I’m apparently not a viewpoint character in this tale, but just a background NPC, because from ** MY ** point of view, the left and right hand breakers have ALWAYS flipped in opposite directions, because they are the same item, but because the breaker box is left/right symmetrical, the ones on the right hand side are installed by rotating them 180 degrees.

Now, the question: did the old universe that you remember snuff out and get replaced by a new one (and thus I have false memories of having existed and dealt with breaker boxes, when I’m actually just a few days old), or was I hear all along, and my memories of breaker boxes were merely swizzled at the moment of change?

Karen Lofstrom May 28, 2014 at 11:03 pm

I think you need to hire an electrician to overhaul the breaker box and possibly the whole dang wiring system 🙁

Do they make handy little glow in the dark numbers for breaker boxen? If you could do that, you could make a handy number-fixture guide to be read with a flashlight if necessary.

Michael Mock May 29, 2014 at 3:30 am

“But when I try to replace it, will it be in the same place? Will it be the same fixture? Or will it have shifted away, retconned into a new universe where it was always this way?”

You know what would help? Vodka. Preferably polish, but in a pinch even rum will do. Time, you see, is a matter of perspective; and perspective is basically a matter of neural activity; and vodka is an ideoneurological quantum stabilizing agent. This is why everything becomes so clear and easy to solve (or at least cope with) when you’re drunk – time is, quite literally, on your side.

It’s also the reason that the Viking longship was still there in the morning. Go on, tell me that the bit about fans building it and sailing it around to conventions wasn’t just a clever bit of ret-con…

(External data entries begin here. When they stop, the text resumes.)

//! `apple` anonymous attestation

use der_parser::ber::BerObjectContent;
use der_parser::der::parse_der;
use openssl::x509::X509;

use super::certificate;
use super::{AttestationContext, AttestationFormat, StatementFields, TrustPath};
use crate::webauthn::crypto;
use crate::webauthn::errors::WebAuthnError;

const FORMAT: AttestationFormat = AttestationFormat::Apple;

/// Apple anonymous attestation nonce extension
pub(crate) const OID_APPLE_NONCE: &str = "1.2.840.113635.100.8.2";

#[derive(Debug)]
pub struct AppleStatement {
    pub x5c: Vec<X509>,
}

impl AppleStatement {
    pub(crate) fn from_fields(fields: &StatementFields<'_>) -> Result<Self, WebAuthnError> {
        Ok(Self { x5c: fields.x5c()? })
    }

    pub(crate) fn verify(
        &self,
        context: &AttestationContext<'_>,
    ) -> Result<TrustPath, WebAuthnError> {
        let leaf = &self.x5c[0];
        let expected_nonce = crypto::sha256(&crypto::signature_base(
            context.raw_authenticator_data,
            context.client_data_hash,
        ));

        let nonce = certificate::inspect(FORMAT, leaf, |parsed| {
            let value = certificate::extension_value(parsed, OID_APPLE_NONCE)
                .ok_or_else(|| fail("nonce extension missing"))?;
            extract_nonce(value)
        })?;
        if nonce != expected_nonce {
            return Err(fail("nonce does not match authenticator and client data"));
        }

        let leaf_key = certificate::public_key(FORMAT, leaf)?;
        if !context.credential_key.matches_pkey(&leaf_key) {
            return Err(fail("certificate key does not match the credential public key"));
        }

        Ok(TrustPath::Certificates(self.x5c.clone()))
    }
}

/// `SEQUENCE { [1] EXPLICIT OCTET STRING }`
fn extract_nonce(value: &[u8]) -> Result<Vec<u8>, WebAuthnError> {
    let (_, outer) = parse_der(value).map_err(|e| fail(&format!("nonce is not DER: {e}")))?;
    let tagged = outer
        .as_sequence()
        .ok()
        .and_then(|items| items.first())
        .ok_or_else(|| fail("nonce extension is not a sequence"))?;

    let nonce = match &tagged.content {
        BerObjectContent::Tagged(_, _, inner) => inner.as_slice().map(<[u8]>::to_vec).ok(),
        BerObjectContent::Unknown(any) => parse_der(any.data)
            .ok()
            .and_then(|(_, inner)| inner.as_slice().ok().map(<[u8]>::to_vec)),
        _ => None,
    };
    nonce.ok_or_else(|| fail("nonce extension has no octet string"))
}

fn fail(reason: &str) -> WebAuthnError {
    WebAuthnError::attestation(FORMAT.as_str(), reason)
}

#[cfg(test)]
mod tests {
    use super::*;
    use crate::testing::builders::apple_nonce_extension;

    #[test]
    fn test_extract_nonce() {
        let nonce = [3u8; 32];
        assert_eq!(extract_nonce(&apple_nonce_extension(&nonce)).unwrap(), nonce);
    }

    #[test]
    fn test_extract_nonce_rejects_bare_octet_string() {
        assert!(extract_nonce(&[0x04, 0x02, 0x01, 0x02]).is_err());
    }
}
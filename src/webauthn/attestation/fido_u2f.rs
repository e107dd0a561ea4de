//! `fido-u2f` attestation for legacy U2F authenticators

use openssl::nid::Nid;
use openssl::x509::X509;

use super::certificate;
use super::{AttestationContext, AttestationFormat, StatementFields, TrustPath};
use crate::webauthn::cose::{COSEAlgorithmIdentifier, CredentialPublicKey, EcCurve};
use crate::webauthn::errors::WebAuthnError;

const FORMAT: AttestationFormat = AttestationFormat::FidoU2f;

#[derive(Debug)]
pub struct FidoU2fStatement {
    pub sig: Vec<u8>,
    pub certificate: X509,
}

impl FidoU2fStatement {
    pub(crate) fn from_fields(fields: &StatementFields<'_>) -> Result<Self, WebAuthnError> {
        let sig = fields.bytes("sig")?;
        let mut x5c = fields.x5c()?;
        if x5c.len() != 1 {
            return Err(fields.fail(format!(
                "x5c must hold exactly one certificate, got {}",
                x5c.len()
            )));
        }
        let certificate = x5c.remove(0);
        Ok(Self { sig, certificate })
    }

    pub(crate) fn verify(
        &self,
        context: &AttestationContext<'_>,
    ) -> Result<TrustPath, WebAuthnError> {
        let certificate_key = certificate::public_key(FORMAT, &self.certificate)?;
        let on_p256 = certificate_key
            .ec_key()
            .ok()
            .and_then(|ec| ec.group().curve_name())
            == Some(Nid::X9_62_PRIME256V1);
        if !on_p256 {
            return Err(fail("certificate key is not an EC P-256 key"));
        }

        let CredentialPublicKey::Ec2 {
            curve: EcCurve::P256,
            x,
            y,
            ..
        } = context.credential_key
        else {
            return Err(fail("credential key is not an EC P-256 key"));
        };

        // 0x00 || rpIdHash || clientDataHash || credentialId || 0x04 || x || y
        let mut signed = Vec::with_capacity(1 + 32 + 32 + context.credential.credential_id.len() + 65);
        signed.push(0x00);
        signed.extend_from_slice(&context.authenticator_data.relying_party_id_hash);
        signed.extend_from_slice(context.client_data_hash);
        signed.extend_from_slice(&context.credential.credential_id);
        signed.push(0x04);
        signed.extend_from_slice(x);
        signed.extend_from_slice(y);

        certificate::verify_signature(
            FORMAT,
            &self.certificate,
            COSEAlgorithmIdentifier::ES256,
            &self.sig,
            &signed,
        )?;

        Ok(TrustPath::Certificates(vec![self.certificate.clone()]))
    }
}

fn fail(reason: &str) -> WebAuthnError {
    WebAuthnError::attestation(FORMAT.as_str(), reason)
}
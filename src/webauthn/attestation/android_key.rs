//! `android-key` attestation
//!
//! The credential key is attested by Android Keystore. Its certificate
//! carries a key description extension binding the client data hash.

use der_parser::ber::BerObject;
use der_parser::der::{parse_der, Tag};
use openssl::x509::X509;

use super::certificate;
use super::{AttestationContext, AttestationFormat, StatementFields, TrustPath};
use crate::webauthn::cose::COSEAlgorithmIdentifier;
use crate::webauthn::crypto;
use crate::webauthn::errors::WebAuthnError;

const FORMAT: AttestationFormat = AttestationFormat::AndroidKey;

/// Android key attestation key description
pub(crate) const OID_ANDROID_KEY_DESCRIPTION: &str = "1.3.6.1.4.1.11129.2.1.17";

// KeyDescription sequence positions
const ATTESTATION_CHALLENGE_INDEX: usize = 4;
const SOFTWARE_ENFORCED_INDEX: usize = 6;
const TEE_ENFORCED_INDEX: usize = 7;

/// AuthorizationList tag marking a key usable by every application
const TAG_ALL_APPLICATIONS: u32 = 600;

#[derive(Debug)]
pub struct AndroidKeyStatement {
    pub alg: COSEAlgorithmIdentifier,
    pub sig: Vec<u8>,
    pub x5c: Vec<X509>,
}

impl AndroidKeyStatement {
    pub(crate) fn from_fields(fields: &StatementFields<'_>) -> Result<Self, WebAuthnError> {
        Ok(Self {
            alg: fields.alg()?,
            sig: fields.bytes("sig")?,
            x5c: fields.x5c()?,
        })
    }

    pub(crate) fn verify(
        &self,
        context: &AttestationContext<'_>,
    ) -> Result<TrustPath, WebAuthnError> {
        let leaf = &self.x5c[0];
        let signed =
            crypto::signature_base(context.raw_authenticator_data, context.client_data_hash);
        certificate::verify_signature(FORMAT, leaf, self.alg, &self.sig, &signed)?;

        let leaf_key = certificate::public_key(FORMAT, leaf)?;
        if !context.credential_key.matches_pkey(&leaf_key) {
            return Err(fail("certificate key does not match the credential public key"));
        }

        certificate::inspect(FORMAT, leaf, |parsed| {
            let value = certificate::extension_value(parsed, OID_ANDROID_KEY_DESCRIPTION)
                .ok_or_else(|| fail("key description extension missing"))?;
            check_key_description(value, context.client_data_hash)
        })?;

        Ok(TrustPath::Certificates(self.x5c.clone()))
    }
}

fn check_key_description(value: &[u8], client_data_hash: &[u8; 32]) -> Result<(), WebAuthnError> {
    let (_, description) = parse_der(value)
        .map_err(|e| fail(&format!("key description is not DER: {e}")))?;
    let fields = description
        .as_sequence()
        .map_err(|_| fail("key description is not a sequence"))?;

    let challenge = fields
        .get(ATTESTATION_CHALLENGE_INDEX)
        .and_then(|field| field.as_slice().ok())
        .ok_or_else(|| fail("attestationChallenge missing"))?;
    if challenge != client_data_hash {
        return Err(fail("attestationChallenge does not match client data hash"));
    }

    for index in [SOFTWARE_ENFORCED_INDEX, TEE_ENFORCED_INDEX] {
        let list = fields
            .get(index)
            .ok_or_else(|| fail("authorization list missing"))?;
        if grants_all_applications(list)? {
            return Err(fail("key is scoped to all applications"));
        }
    }
    Ok(())
}

fn grants_all_applications(list: &BerObject<'_>) -> Result<bool, WebAuthnError> {
    let entries = list
        .as_sequence()
        .map_err(|_| fail("authorization list is not a sequence"))?;
    Ok(entries
        .iter()
        .any(|entry| entry.tag() == Tag(TAG_ALL_APPLICATIONS)))
}

fn fail(reason: &str) -> WebAuthnError {
    WebAuthnError::attestation(FORMAT.as_str(), reason)
}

Clyde May 29, 2014 at 2:35 pm

OMG! Philip K Dick is in charge of the future? I had so hoped it would be Vernor Vinge.

TRX May 29, 2014 at 5:48 pm

I had thought it was a local thing, but everywhere I’ve lived, if breakers were marked at all, they were done with pencil on little bits of masking tape, long since illegible. Electricians must have some union prohibition against Dymo tape or felt-tip pens…

The house I live in was “professionally” rewired a few years ago, code gestapo sign-off and everything… but, other than two outlets of no particular utility, half the house is on one breaker, the other half is on another breaker, and the other five breakers don’t appear to do anything at all.

Wiring in my universe appears to stay put. Buildings, however, are subject to change. The most memorable time being when I went to a BBQ place in the next town, and there was an entirely different building there, with a hair salon. The surrounding buildings were the same, and the alien salon building had obviously been there for decades…

Jack Skilllingstead May 29, 2014 at 7:13 pm

That light switch thing is detailed in Divine Invasions, Dick’s biography.

Jim Janney May 30, 2014 at 7:23 pm

This is my new explanation whenever the facts turn out to be unfairly favoring someone else. I wasn’t wrong, I just got caught in a reality shift.

Ralf The Dog June 1, 2014 at 10:08 pm

As a profoundly lexdisic person, I have a word for that, Tuesdays.

You say, my last name no longer starts with the letter Z? No prob.

Jerry June 1, 2014 at 11:30 pm

I had to smile as I read your description of 1) access to the breaker box, 2) the state of individual breaker labels, 3) the process of calling out “Did the whatever connected to the light switch go off” and waiting for an acknowledgement, along with several bouts of “Was that ‘yes’ or ‘no?”‘ “What?” and so forth.

Ah, but then sadly – when I came to the part about arbitrary (if we’re lucky) or maniacal (if we’re not lucky) continuity of the universe – I recognized THAT stuff too.

“The Devil is in the Details.” Witty, until you suggest that the phrase might turn out to be literal rather than mere bon mot. Thanks a lot, WJW – let’s hope that Philip K. Dick stays in a good mood!